Good thing UH
has rivalries like this
RIVALRY?
Oh, THAT rivalry.
It looked like Pat Hill aged 10 years in the 10 seconds it took Hawaii's David Gilmore to score a touchdown on a fake punt when UH was leading by 20 points with 4:28 left.
Hill, his cap soaked with the sweat that comes with losing 55-28, could only stand and stare.
Not angrily. Just ...
Well, take a look at this picture: Hawaii athletic director Herman Frazier gave Hill a postgame hug. And let's just say Hill looked like he needed one.
UH was in trouble a week ago. The Bulldogs still are. It's a good thing Hawaii has rivalry games like this.

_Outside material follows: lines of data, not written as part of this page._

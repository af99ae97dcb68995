//! Error types for larder

use thiserror::Error;

/// Boxed error returned by user actions and mutations.
pub type BoxError = Box<dyn std::error::Error + Send + Sync>;

/// Errors raised by registries, stores and the central store.
#[derive(Error, Debug)]
pub enum StoreError {
    // Lookup errors
    #[error("no active registry: install a registry or pass one explicitly")]
    NoActiveRegistry,

    #[error("registry has been torn down")]
    RegistryStopped,

    #[error("store `{0}` requested itself while being built")]
    CircularBuild(String),

    #[error("no central store installed in this component tree")]
    NoStoreInstalled,

    // Dispatch errors
    #[error("unknown mutation: {0}")]
    UnknownMutation(String),

    #[error("unknown action: {0}")]
    UnknownAction(String),

    #[error("unknown getter: {0}")]
    UnknownGetter(String),

    // State errors
    #[error("store `{store}` has no state field `{field}`")]
    UnknownField { store: String, field: String },

    #[error("invalid value for state field `{field}`: {source}")]
    InvalidStateValue {
        field: String,
        #[source]
        source: serde_json::Error,
    },

    #[error("object patches are not supported, pass a mutator function")]
    UnsupportedPatch,

    // Definition errors
    #[error("invalid argument: {0}")]
    InvalidArgument(String),

    #[error("invalid plugin: {0}")]
    InvalidPlugin(String),

    #[error("store `{store}` defines reserved field `{field}`")]
    ReservedField { store: String, field: String },

    #[error("store `{store}` does not implement {method}")]
    NotImplemented { store: String, method: &'static str },

    /// Failure reported by user code, passed through untouched.
    #[error("{0}")]
    Action(BoxError),
}

impl StoreError {
    /// Wrap a user error so it can be returned from an action or mutation.
    pub fn action(err: impl Into<BoxError>) -> Self {
        StoreError::Action(err.into())
    }
}

pub type Result<T, E = StoreError> = std::result::Result<T, E>;

#[cfg(test)]
mod tests {
    use super::*;

    #[test]
    fn action_errors_keep_their_message() {
        let err = StoreError::action("network unreachable");
        assert_eq!(err.to_string(), "network unreachable");
    }

    #[test]
    fn unknown_field_names_store_and_field() {
        let err = StoreError::UnknownField {
            store: "counter".into(),
            field: "missing".into(),
        };
        assert_eq!(err.to_string(), "store `counter` has no state field `missing`");
    }
}
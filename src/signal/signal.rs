use crate::runtime::ReactiveRuntime;
use parking_lot::RwLock;
use std::fmt;
use std::sync::Arc;

struct SignalInner<T> {
    id: usize,
    value: RwLock<T>,
}

impl<T> Drop for SignalInner<T> {
    fn drop(&mut self) {
        ReactiveRuntime::global().release(self.id);
    }
}

/// A reactive signal that holds a value and notifies subscribers when changed.
///
/// Cloning a signal yields another handle to the same value.
pub struct Signal<T> {
    inner: Arc<SignalInner<T>>,
}

impl<T> Clone for Signal<T> {
    fn clone(&self) -> Self {
        Self {
            inner: Arc::clone(&self.inner),
        }
    }
}

impl<T: Clone + Send + Sync + 'static> Signal<T> {
    /// Create a new signal with the given initial value.
    pub fn new(initial: T) -> Self {
        let id = ReactiveRuntime::global().next_id();

        Self {
            inner: Arc::new(SignalInner {
                id,
                value: RwLock::new(initial),
            }),
        }
    }

    /// Get the current value of the signal.
    pub fn get(&self) -> T {
        ReactiveRuntime::global().track_read(self.inner.id);
        self.inner.value.read().clone()
    }

    /// Get the current value without registering a dependency.
    pub fn get_untracked(&self) -> T {
        self.inner.value.read().clone()
    }

    /// Set a new value for the signal.
    pub fn set(&self, new_value: T) {
        *self.inner.value.write() = new_value;
        ReactiveRuntime::global().notify_observers(self.inner.id);
    }

    /// Update the value using a function.
    pub fn update(&self, f: impl FnOnce(&mut T)) {
        let mut value = self.inner.value.write();
        f(&mut *value);
        drop(value); // Release the write lock before notifying
        ReactiveRuntime::global().notify_observers(self.inner.id);
    }

    /// Read the value with a function without cloning.
    pub fn with<R>(&self, f: impl FnOnce(&T) -> R) -> R {
        ReactiveRuntime::global().track_read(self.inner.id);
        let value = self.inner.value.read();
        f(&*value)
    }

    /// Get the signal's unique ID.
    pub fn id(&self) -> usize {
        self.inner.id
    }

    /// Whether both handles point at the same signal.
    pub fn ptr_eq(&self, other: &Self) -> bool {
        Arc::ptr_eq(&self.inner, &other.inner)
    }
}

impl<T: fmt::Debug> fmt::Debug for Signal<T> {
    fn fmt(&self, f: &mut fmt::Formatter<'_>) -> fmt::Result {
        f.debug_struct("Signal")
            .field("id", &self.inner.id)
            .field("value", &*self.inner.value.read())
            .finish()
    }
}
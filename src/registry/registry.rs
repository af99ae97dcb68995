use parking_lot::{const_rwlock, ReentrantMutex, RwLock};
use serde_json::{Map, Value};
use std::collections::{BTreeMap, HashMap};
use std::fmt;
use std::sync::{Arc, Weak};

use super::config::RegistryConfig;
use super::plugin::{Plugin, PluginContext};
use crate::error::{Result, StoreError};
use crate::host::Component;
use crate::runtime::{untrack, Scope};
use crate::signal::Signal;
use crate::store::{self, StateSlice, Store, StoreDefinition};

pub(crate) enum Slot {
    /// The store's setup is running.
    Building,
    Ready(Store),
}

pub(crate) struct RegistryInner {
    config: RegistryConfig,
    root_scope: Scope,
    root_state: Signal<BTreeMap<String, StateSlice>>,
    instances: RwLock<HashMap<String, Slot>>,
    // Serialises check-build-insert; reentrant so a setup may build other stores.
    build_lock: ReentrantMutex<()>,
    plugins: RwLock<Vec<Arc<dyn Plugin>>>,
}

/// A registry of singleton stores.
///
/// Holds the root state tree (one slice per store id), the detached root
/// scope that parents every store scope, and the id → instance map.
/// Cloning yields another handle to the same registry.
///
/// # Examples
///
/// ```
/// use larder::{define_store, Registry, StoreOptions};
/// use serde_json::json;
///
/// let use_settings = define_store(StoreOptions::new("settings").state(|| json!({ "dark": false })));
///
/// let registry = Registry::new();
/// let a = use_settings.use_store_in(&registry).unwrap();
/// let b = use_settings.use_store_in(&registry).unwrap();
/// assert!(a.ptr_eq(&b));
/// ```
#[derive(Clone)]
pub struct Registry {
    inner: Arc<RegistryInner>,
}

static ACTIVE: RwLock<Option<Registry>> = const_rwlock(None);

/// Make `registry` the process-wide fallback used by `use_store` outside
/// components.
pub fn set_active_registry(registry: Registry) {
    *ACTIVE.write() = Some(registry);
}

pub fn active_registry() -> Option<Registry> {
    ACTIVE.read().clone()
}

pub fn clear_active_registry() {
    ACTIVE.write().take();
}

/// Registry for a `use_store` call site: the one injected into the current
/// component (which also becomes active), else the active one.
pub(crate) fn resolve() -> Result<Registry> {
    if let Some(registry) = Component::current().and_then(|c| c.inject::<Registry>()) {
        set_active_registry(registry.clone());
        return Ok(registry);
    }
    active_registry().ok_or(StoreError::NoActiveRegistry)
}

/// Create a registry with the default configuration.
pub fn create_registry() -> Registry {
    Registry::new()
}

impl Registry {
    pub fn new() -> Self {
        Self::with_config(RegistryConfig::default())
    }

    pub fn with_config(config: RegistryConfig) -> Self {
        let root_scope = Scope::new(true);
        tracing::debug!(registry = %config.label, "registry created");
        Self {
            inner: Arc::new(RegistryInner {
                config,
                root_scope,
                root_state: Signal::new(BTreeMap::new()),
                instances: RwLock::new(HashMap::new()),
                build_lock: ReentrantMutex::new(()),
                plugins: RwLock::new(Vec::new()),
            }),
        }
    }

    pub(crate) fn from_inner(inner: Arc<RegistryInner>) -> Self {
        Self { inner }
    }

    pub(crate) fn downgrade(&self) -> Weak<RegistryInner> {
        Arc::downgrade(&self.inner)
    }

    pub fn config(&self) -> &RegistryConfig {
        &self.inner.config
    }

    pub(crate) fn root_scope(&self) -> &Scope {
        &self.inner.root_scope
    }

    /// False once [`teardown`](Registry::teardown) ran.
    pub fn is_active(&self) -> bool {
        self.inner.root_scope.is_active()
    }

    /// Provide this registry to `component` and its descendants, and make it
    /// the active registry. Installing again just repeats both steps.
    pub fn install(&self, component: &Component) {
        component.provide(self.clone());
        set_active_registry(self.clone());
        tracing::debug!(
            registry = %self.inner.config.label,
            component = component.id(),
            "registry installed"
        );
    }

    /// Register a plugin for every store built from now on.
    pub fn use_plugin(&self, plugin: impl Plugin + 'static) -> Result<()> {
        let name = plugin.name().trim().to_string();
        if name.is_empty() {
            return Err(StoreError::InvalidPlugin("plugin name is empty".to_string()));
        }
        let mut plugins = self.inner.plugins.write();
        if plugins.iter().any(|existing| existing.name() == name) {
            return Err(StoreError::InvalidPlugin(format!(
                "plugin `{name}` is already registered"
            )));
        }
        plugins.push(Arc::new(plugin));
        tracing::debug!(registry = %self.inner.config.label, plugin = %name, "plugin registered");
        Ok(())
    }

    /// The live instance for `id`, if built and not disposed.
    pub fn lookup(&self, id: &str) -> Option<Store> {
        match self.inner.instances.read().get(id) {
            Some(Slot::Ready(store)) => Some(store.clone()),
            _ => None,
        }
    }

    pub fn has_store(&self, id: &str) -> bool {
        self.lookup(id).is_some()
    }

    /// Ids of every live store, sorted.
    pub fn store_ids(&self) -> Vec<String> {
        let mut ids: Vec<String> = self
            .inner
            .instances
            .read()
            .iter()
            .filter(|(_, slot)| matches!(slot, Slot::Ready(_)))
            .map(|(id, _)| id.clone())
            .collect();
        ids.sort();
        ids
    }

    /// The root state slice for `id`. Slices outlive disposal until the next
    /// build of the same id replaces them.
    pub fn state_of(&self, id: &str) -> Option<StateSlice> {
        self.inner.root_state.with(|slices| slices.get(id).cloned())
    }

    /// JSON snapshot of the whole root state tree.
    pub fn state_snapshot(&self) -> Value {
        let object: Map<String, Value> = self.inner.root_state.with(|slices| {
            slices
                .iter()
                .map(|(id, slice)| (id.clone(), slice.snapshot()))
                .collect()
        });
        Value::Object(object)
    }

    pub(crate) fn set_root_slice(&self, id: &str, slice: StateSlice) {
        self.inner.root_state.update(|slices| {
            slices.insert(id.to_string(), slice);
        });
    }

    pub(crate) fn get_or_build(&self, definition: &StoreDefinition) -> Result<Store> {
        let id = definition.id();
        if let Some(store) = self.lookup(id) {
            return Ok(store);
        }
        if !self.is_active() {
            return Err(StoreError::RegistryStopped);
        }

        let _build = self.inner.build_lock.lock();
        {
            let mut instances = self.inner.instances.write();
            match instances.get(id) {
                Some(Slot::Ready(store)) => return Ok(store.clone()),
                Some(Slot::Building) => return Err(StoreError::CircularBuild(id.to_string())),
                None => {
                    instances.insert(id.to_string(), Slot::Building);
                }
            }
        }

        let marker = BuildingMarker {
            instances: &self.inner.instances,
            id,
        };
        // A build triggered from inside an effect must not subscribe it.
        let store = match untrack(|| store::build(self, definition)) {
            Ok(store) => store,
            Err(err) => {
                tracing::debug!(registry = %self.inner.config.label, store = id, error = %err, "store build failed");
                return Err(err);
            }
        };
        std::mem::forget(marker);
        self.inner
            .instances
            .write()
            .insert(id.to_string(), Slot::Ready(store.clone()));
        tracing::debug!(registry = %self.inner.config.label, store = id, "store built");

        self.run_plugins(&store);
        Ok(store)
    }

    fn run_plugins(&self, store: &Store) {
        let plugins: Vec<Arc<dyn Plugin>> = self.inner.plugins.read().clone();
        if plugins.is_empty() {
            return;
        }
        let ctx = PluginContext {
            registry: self,
            store,
        };
        store.scope().run(|| {
            for plugin in &plugins {
                tracing::trace!(store = store.id(), plugin = plugin.name(), "running plugin");
                plugin.on_store(&ctx);
            }
        });
    }

    /// Remove `store` from the instance map if it is still the registered
    /// instance for its id.
    pub(crate) fn remove_instance(&self, store: &Store) {
        let mut instances = self.inner.instances.write();
        if let Some(Slot::Ready(current)) = instances.get(store.id()) {
            if current.ptr_eq(store) {
                instances.remove(store.id());
            }
        }
    }

    /// Stop the root scope, cascading to every store, and forget all
    /// instances. Later builds fail with [`StoreError::RegistryStopped`].
    pub fn teardown(&self) {
        self.inner.root_scope.stop();
        let stores: Vec<Store> = self
            .inner
            .instances
            .write()
            .drain()
            .filter_map(|(_, slot)| match slot {
                Slot::Ready(store) => Some(store),
                Slot::Building => None,
            })
            .collect();
        for store in &stores {
            store.release();
        }
        tracing::debug!(
            registry = %self.inner.config.label,
            stores = stores.len(),
            "registry torn down"
        );
    }

    pub fn ptr_eq(&self, other: &Self) -> bool {
        Arc::ptr_eq(&self.inner, &other.inner)
    }
}

/// Clears the `Building` slot of a build that failed or unwound.
struct BuildingMarker<'a> {
    instances: &'a RwLock<HashMap<String, Slot>>,
    id: &'a str,
}

impl Drop for BuildingMarker<'_> {
    fn drop(&mut self) {
        let mut instances = self.instances.write();
        if matches!(instances.get(self.id), Some(Slot::Building)) {
            instances.remove(self.id);
        }
    }
}

impl Default for Registry {
    fn default() -> Self {
        Self::new()
    }
}

impl fmt::Debug for Registry {
    fn fmt(&self, f: &mut fmt::Formatter<'_>) -> fmt::Result {
        f.debug_struct("Registry")
            .field("label", &self.inner.config.label)
            .field("stores", &self.store_ids())
            .field("active", &self.is_active())
            .finish()
    }
}
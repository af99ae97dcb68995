use parking_lot::RwLock;
use std::any::{Any, TypeId};
use std::cell::RefCell;
use std::collections::HashMap;
use std::fmt;
use std::sync::Arc;

use crate::runtime::ReactiveRuntime;

type Provided = Arc<dyn Any + Send + Sync>;

struct ComponentInner {
    id: usize,
    parent: Option<Component>,
    provides: RwLock<HashMap<TypeId, Provided>>,
}

thread_local! {
    static CURRENT: RefCell<Vec<Component>> = const { RefCell::new(Vec::new()) };
}

struct CurrentFrame;

impl Drop for CurrentFrame {
    fn drop(&mut self) {
        CURRENT.with(|stack| {
            stack.borrow_mut().pop();
        });
    }
}

/// A node in a host component tree.
///
/// Values are provided by type and injected by any descendant, so a registry
/// or a central store installed on the root is visible everywhere below it.
///
/// # Examples
///
/// ```
/// use larder::Component;
///
/// #[derive(Clone, Debug, PartialEq)]
/// struct Theme(&'static str);
///
/// let root = Component::root();
/// root.provide(Theme("dark"));
///
/// let leaf = root.child().child();
/// assert_eq!(leaf.inject::<Theme>(), Some(Theme("dark")));
/// ```
#[derive(Clone)]
pub struct Component {
    inner: Arc<ComponentInner>,
}

impl Component {
    fn with_parent(parent: Option<Component>) -> Self {
        Self {
            inner: Arc::new(ComponentInner {
                id: ReactiveRuntime::global().next_id(),
                parent,
                provides: RwLock::new(HashMap::new()),
            }),
        }
    }

    /// Create a tree root.
    pub fn root() -> Self {
        Self::with_parent(None)
    }

    /// Create a child of this component.
    pub fn child(&self) -> Self {
        Self::with_parent(Some(self.clone()))
    }

    pub fn parent(&self) -> Option<&Component> {
        self.inner.parent.as_ref()
    }

    pub fn id(&self) -> usize {
        self.inner.id
    }

    /// Make `value` available to this component and its descendants.
    /// Providing the same type again replaces the previous value.
    pub fn provide<T>(&self, value: T)
    where
        T: Any + Send + Sync,
    {
        self.inner
            .provides
            .write()
            .insert(TypeId::of::<T>(), Arc::new(value));
    }

    /// Look up the nearest provided value of type `T`, starting at this
    /// component and walking towards the root.
    pub fn inject<T>(&self) -> Option<T>
    where
        T: Any + Clone + Send + Sync,
    {
        let mut node = Some(self);
        while let Some(component) = node {
            let provided = component
                .inner
                .provides
                .read()
                .get(&TypeId::of::<T>())
                .cloned();
            if let Some(value) = provided {
                return value.downcast_ref::<T>().cloned();
            }
            node = component.parent();
        }
        None
    }

    /// Run `f` with this component as the current one on this thread.
    pub fn run<F, R>(&self, f: F) -> R
    where
        F: FnOnce() -> R,
    {
        CURRENT.with(|stack| stack.borrow_mut().push(self.clone()));
        let _frame = CurrentFrame;
        f()
    }

    /// The component currently running on this thread, if any.
    pub fn current() -> Option<Component> {
        CURRENT.with(|stack| stack.borrow().last().cloned())
    }
}

impl PartialEq for Component {
    fn eq(&self, other: &Self) -> bool {
        Arc::ptr_eq(&self.inner, &other.inner)
    }
}

impl fmt::Debug for Component {
    fn fmt(&self, f: &mut fmt::Formatter<'_>) -> fmt::Result {
        f.debug_struct("Component")
            .field("id", &self.inner.id)
            .field("parent", &self.parent().map(Component::id))
            .finish()
    }
}
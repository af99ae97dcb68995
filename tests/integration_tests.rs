//! Integration tests for Larder

use futures::executor::block_on;
use proptest::prelude::*;
use serde_json::{json, Value};
use std::sync::{
    atomic::{AtomicUsize, Ordering},
    Arc,
};
use larder::{
    batch, create_effect, create_memo, define_store, map_actions, map_getters, map_mutations,
    map_state, CentralOptions, CentralStore, Component, MutationKind, Patch, Registry,
    SetupFields, Signal, StoreDefinition, StoreError, StoreOptions, UseStore,
};

fn counter(getter_calls: Arc<AtomicUsize>) -> UseStore {
    define_store(
        StoreOptions::new("counter")
            .state(|| json!({ "count": 0 }))
            .getter("double", move |store| {
                getter_calls.fetch_add(1, Ordering::SeqCst);
                json!(store.get_as::<i64>("count").unwrap_or(0) * 2)
            })
            .action("increment", |store, _| {
                store.state().update_as::<i64>("count", |n| *n += 1)?;
                Ok(Value::Null)
            }),
    )
}

#[test]
fn signal_memo_effect_integration() {
    let count = Signal::new(1);
    let runs = Arc::new(AtomicUsize::new(0));

    let squared = create_memo({
        let count = count.clone();
        move || count.get() * count.get()
    });
    let _effect = create_effect({
        let squared = squared.clone();
        let runs = runs.clone();
        move || {
            let _ = squared.get();
            runs.fetch_add(1, Ordering::SeqCst);
        }
    });

    // Effect runs immediately
    assert_eq!(runs.load(Ordering::SeqCst), 1);

    count.set(3);
    assert_eq!(squared.get(), 9);
    assert_eq!(runs.load(Ordering::SeqCst), 2);

    // Batched writes re-run the effect once
    batch(|| {
        count.set(4);
        count.set(5);
    });
    assert_eq!(squared.get(), 25);
    assert_eq!(runs.load(Ordering::SeqCst), 3);
}

#[test]
fn counter_end_to_end() {
    let calls = Arc::new(AtomicUsize::new(0));
    let registry = Registry::new();
    let use_counter = counter(calls.clone());

    let store = use_counter.use_store_in(&registry).unwrap();
    assert!(store.ptr_eq(&use_counter.use_store_in(&registry).unwrap()));

    assert_eq!(store.get("count"), Some(json!(0)));
    assert_eq!(store.get("double"), Some(json!(0)));

    store.call("increment", Value::Null).unwrap();
    assert_eq!(store.get("count"), Some(json!(1)));
    assert_eq!(store.get("double"), Some(json!(2)));
    assert_eq!(store.get("double"), Some(json!(2)));
    assert_eq!(calls.load(Ordering::SeqCst), 2);

    // Disposal: the old getter stops following state
    store.dispose();
    store.set("count", json!(41)).unwrap();
    assert_eq!(store.get("double"), Some(json!(2)));
    assert_eq!(calls.load(Ordering::SeqCst), 2);

    let rebuilt = use_counter.use_store_in(&registry).unwrap();
    assert!(!rebuilt.ptr_eq(&store));
    assert_eq!(rebuilt.get("count"), Some(json!(0)));
    assert_eq!(registry.state_snapshot(), json!({ "counter": { "count": 0 } }));
}

#[test]
fn patch_and_subscribe() {
    let registry = Registry::new();
    let store = define_store(
        StoreOptions::new("profile").state(|| json!({ "name": "Ada", "visits": 0 })),
    )
    .use_store_in(&registry)
    .unwrap();

    let events = Arc::new(parking_lot::Mutex::new(Vec::new()));
    let subscription = store.subscribe({
        let events = events.clone();
        move |event, state| events.lock().push((event.clone(), state.clone()))
    });

    store
        .patch(Patch::with(|state| {
            state.update_as::<i64>("visits", |n| *n += 1).unwrap();
            state.set("name", json!("Grace")).unwrap();
        }))
        .unwrap();
    assert!(matches!(
        store.patch(Patch::Object(json!({ "name": "Linus" }))),
        Err(StoreError::UnsupportedPatch)
    ));

    subscription.unsubscribe();
    store.set("visits", json!(10)).unwrap();

    let events = events.lock();
    assert_eq!(events.len(), 1);
    assert_eq!(events[0].0.store_id, "profile");
    assert_eq!(events[0].0.kind, MutationKind::PatchFunction);
    assert_eq!(events[0].1, json!({ "name": "Grace", "visits": 1 }));
}

#[test]
fn actions_notify_subscribers_when_state_changes() {
    let registry = Registry::new();
    let store = define_store(
        StoreOptions::new("cart")
            .state(|| json!({ "items": 0, "total": 0 }))
            .action("add", |store, price| {
                let price = price.as_i64().unwrap_or(0);
                store.state().update_as::<i64>("items", |n| *n += 1)?;
                store.state().update_as::<i64>("total", |n| *n += price)?;
                Ok(Value::Null)
            })
            .action("peek", |store, _| Ok(json!(store.get_as::<i64>("items")?))),
    )
    .use_store_in(&registry)
    .unwrap();

    let events = Arc::new(parking_lot::Mutex::new(Vec::new()));
    let _subscription = store.subscribe({
        let events = events.clone();
        move |event, state| events.lock().push((event.kind.clone(), state.clone()))
    });

    store.call("add", json!(30)).unwrap();
    store.call("peek", Value::Null).unwrap();

    // One event per changing action, none for a read-only one
    let events = events.lock();
    assert_eq!(events.len(), 1);
    assert_eq!(
        events[0],
        (
            MutationKind::Action { name: "add".into() },
            json!({ "items": 1, "total": 30 })
        )
    );
}

#[test]
fn setup_store_with_local_getter() {
    let registry = Registry::new();
    let use_todos = define_store(StoreDefinition::setup("todos", |_| {
        let items = Signal::new(json!([]));
        let remaining = create_memo({
            let items = items.clone();
            move || {
                let open = items.with(|items| {
                    items
                        .as_array()
                        .map(|items| items.iter().filter(|item| item["done"] == false).count())
                        .unwrap_or(0)
                });
                json!(open)
            }
        });
        Ok(SetupFields::new()
            .state("items", items)
            .getter("remaining", remaining)
            .action("add", |store, title| {
                store.state().update("items", |items| {
                    if let Value::Array(items) = items {
                        items.push(json!({ "title": title, "done": false }));
                    }
                })?;
                Ok(Value::Null)
            }))
    }));

    let todos = use_todos.use_store_in(&registry).unwrap();
    todos.call("add", json!("write docs")).unwrap();
    todos.call("add", json!("ship")).unwrap();

    assert_eq!(todos.get("remaining"), Some(json!(2)));
    assert!(matches!(
        todos.reset(),
        Err(StoreError::NotImplemented { .. })
    ));
}

#[test]
fn central_store_through_component_tree() {
    let root = Component::root();
    let store = CentralStore::new(
        CentralOptions::new()
            .state(json!({ "count": 0, "name": "central" }))
            .mutation("increment", |state, _| {
                state.update_as::<i64>("count", |n| *n += 1)
            })
            .action("increment", |ctx, _| async move {
                ctx.commit("increment", Value::Null)?;
                Ok(Value::Null)
            })
            .getter("double", |state| {
                json!(state.get_as::<i64>("count").unwrap_or(0) * 2)
            }),
    )
    .unwrap();
    store.install(&root);

    let leaf = root.child().child();
    let state = map_state(["count", "name"]).unwrap();
    let getters = map_getters(["double"]).unwrap();
    let mutations = map_mutations(["increment"]).unwrap();
    let actions = map_actions(["increment"]).unwrap();

    mutations["increment"](&leaf, Value::Null).unwrap();
    block_on(actions["increment"](&leaf, Value::Null).unwrap()).unwrap();

    assert_eq!(state["count"](&leaf).unwrap(), json!(2));
    assert_eq!(state["name"](&leaf).unwrap(), json!("central"));
    assert_eq!(getters["double"](&leaf).unwrap(), json!(4));
    assert!(matches!(
        store.dispatch("doesNotExist", Value::Null),
        Err(StoreError::UnknownAction(_))
    ));
}

proptest! {
    #[test]
    fn use_store_always_returns_the_singleton(lookups in 1usize..20) {
        let registry = Registry::new();
        let use_counter = counter(Arc::default());
        let first = use_counter.use_store_in(&registry).unwrap();

        for _ in 0..lookups {
            prop_assert!(first.ptr_eq(&use_counter.use_store_in(&registry).unwrap()));
        }
        prop_assert_eq!(registry.store_ids(), vec!["counter".to_string()]);
    }

    #[test]
    fn commits_accumulate(amounts in proptest::collection::vec(-100i64..100, 0..30)) {
        let store = CentralStore::new(
            CentralOptions::new()
                .state(json!({ "total": 0 }))
                .mutation("add", |state, payload| {
                    let amount = payload.as_i64().unwrap_or(0);
                    state.update_as::<i64>("total", |n| *n += amount)
                }),
        )
        .unwrap();

        for amount in &amounts {
            store.commit("add", json!(amount)).unwrap();
        }
        prop_assert_eq!(
            store.state().get("total"),
            Some(json!(amounts.iter().sum::<i64>()))
        );
    }

    #[test]
    fn getter_recomputes_once_per_write(writes in 0usize..15, reads in 1usize..5) {
        let calls = Arc::new(AtomicUsize::new(0));
        let registry = Registry::new();
        let store = counter(calls.clone()).use_store_in(&registry).unwrap();

        for _ in 0..writes {
            store.call("increment", Value::Null).unwrap();
            for _ in 0..reads {
                let _ = store.get("double");
            }
        }
        prop_assert_eq!(calls.load(Ordering::SeqCst), writes);
    }
}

"It's been tough," Hill would say. "Two weeks in a row, we've run into teams with their backs against the wall, in must-win games."
Remember? Last week Hawaii melted down at Tulsa, and June Jones' Monday speech was peppered with Almosts and Should Haves and Ifs. Didn't look good. Didn't sound good.
One week later, Hawaii is running fake punts to break 50.
THE GAME TURNED on a swatted shot, a basketball play from a basketball guy. It turned on a roughing the passer penalty (a stupid one; sound familiar?) and on the return of the run-and-shoot, with at least the threat of the run, with those nifty little pick plays and old familiar frustrating zone-burners.
And now this team is alive for another week, at least, these players are, and this coach is, too.
This was a quality win.
It was because of the opponent, and because of the circumstances under which it was played. Not because the opponent was good. No. Because it was desperate and dangerous. Because Fresno State was Hawaii in the mirror, still trying to find its own identity. Still trying to overcome itself. Still trying to keep a once-promising season from slipping away.
Timmy Chang was buying time, then hitting. Chad Owens and Gerald Welch were zipping away from man coverage and finding those pukas in that zone, sweet zone. A defense rattled Fresno, then went for the kill.
This was a desperate game by two desperate teams. Both looking for knockouts, playing for plays that would blow the whole thing open.
Inches would count in this game. They would become bigger in a flash.
This game was so tough even the officials are aching this morning.
In the second quarter, Jones went to Se'e Poumele on the wingback option pass (how long had he been waiting to try this one?). Disaster. Brian Morris crushed him, and Awan Diles recovered it, and here came another Fresno big play.
Fresno led.
But then came the roughing penalty, and then the blocked kick, and then zone, zone and more zone, and just enough Ironhead from Hawaii's West Keliikipi and UH executed the simplest of offensive concepts, the receiver criss-cross.
And Fresno didn't have a chance. Penalties. Three-and-outs. A muffed punt.
Desperate is as desperate does.
But last night one team gave and another team took. And UH was on the right end of the equation.
"We caught them on our night," Jones said.
In this rivalry, it seems Hawaii always does.
And suddenly, UH is desperate no more.